> [Required action] Each line in the data holding "record" should be listed.

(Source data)

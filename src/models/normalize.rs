//! Shared converters used by several record descriptors (§4.G).
//!
//! Grounded on `examples/original_source/commons/normalizers.py`: same
//! heuristics (empty-string coercion, ms-vs-seconds timestamp threshold,
//! truthy/falsy token sets), expressed over `serde_json::Value` since that's
//! the generic mapping type the record pipeline operates on.

use serde_json::Value;

const MS_THRESHOLD: i64 = 1_000_000_000_000; // 10^12

/// Empty/whitespace-only strings become `Null` ("absent"); everything else passes through.
pub fn empty_to_absent(v: Value) -> Value {
    match v {
        Value::String(s) if s.trim().is_empty() => Value::Null,
        other => other,
    }
}

/// Best-effort integer coercion; non-numeric and empty values become "absent".
pub fn to_numeric_or_absent(v: Value) -> Value {
    match v {
        Value::Null => Value::Null,
        Value::Number(n) => Value::Number(n),
        Value::String(s) => {
            let s = s.trim();
            if s.is_empty() {
                Value::Null
            } else {
                s.parse::<i64>()
                    .map(Value::from)
                    .or_else(|_| s.parse::<f64>().map(Value::from))
                    .unwrap_or(Value::Null)
            }
        }
        _ => Value::Null,
    }
}

/// Best-effort float coercion; non-numeric and empty values become "absent".
pub fn to_float_or_absent(v: Value) -> Value {
    match v {
        Value::Null => Value::Null,
        Value::Number(n) => Value::from(n.as_f64().unwrap_or_default()),
        Value::String(s) => {
            let s = s.trim();
            if s.is_empty() {
                Value::Null
            } else {
                s.parse::<f64>().map(Value::from).unwrap_or(Value::Null)
            }
        }
        _ => Value::Null,
    }
}

const TRUTHY: &[&str] = &["1", "true", "yes", "y"];
const FALSY: &[&str] = &["0", "false", "no", "n"];

/// Parses the truthy/falsy token sets from §3; anything else is "absent".
pub fn to_bool_or_none(v: Value) -> Value {
    let token = match &v {
        Value::Bool(b) => return Value::Bool(*b),
        Value::Number(n) => n.to_string(),
        Value::String(s) => s.trim().to_lowercase(),
        _ => return Value::Null,
    };
    if TRUTHY.contains(&token.as_str()) {
        Value::Bool(true)
    } else if FALSY.contains(&token.as_str()) {
        Value::Bool(false)
    } else {
        Value::Null
    }
}

/// Heuristic: values `>= 10^12` are treated as milliseconds and divided down to seconds.
/// Accepts numeric strings too.
pub fn ts_to_seconds(v: Value) -> Value {
    let num = match &v {
        Value::Null => return Value::Null,
        Value::Number(n) => n.as_i64().or_else(|| n.as_f64().map(|f| f as i64)),
        Value::String(s) => {
            let s = s.trim();
            if s.is_empty() {
                None
            } else {
                s.parse::<i64>()
                    .ok()
                    .or_else(|| s.parse::<f64>().ok().map(|f| f as i64))
            }
        }
        _ => None,
    };
    match num {
        None => Value::Null,
        Some(n) if n.abs() >= MS_THRESHOLD => Value::from(n / 1000),
        Some(n) => Value::from(n),
    }
}

#[cfg(test)]
mod tests {
    use super::*;
    use serde_json::json;

    #[test]
    fn ts_seconds_passes_through() {
        assert_eq!(ts_to_seconds(json!(1_700_000_000)), json!(1_700_000_000));
    }

    #[test]
    fn ts_millis_divided_down() {
        assert_eq!(ts_to_seconds(json!(1_700_000_000_000i64)), json!(1_700_000_000));
    }

    #[test]
    fn empty_string_is_absent() {
        assert_eq!(empty_to_absent(json!("   ")), Value::Null);
        assert_eq!(empty_to_absent(json!("x")), json!("x"));
    }

    #[test]
    fn bool_tokens() {
        assert_eq!(to_bool_or_none(json!("Yes")), json!(true));
        assert_eq!(to_bool_or_none(json!("n")), json!(false));
        assert_eq!(to_bool_or_none(json!("maybe")), Value::Null);
    }
}
</content>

> [Answer space]
//! Shared converters used by several record descriptors (§4.G).
//! the generic mapping type the record pipeline operates on.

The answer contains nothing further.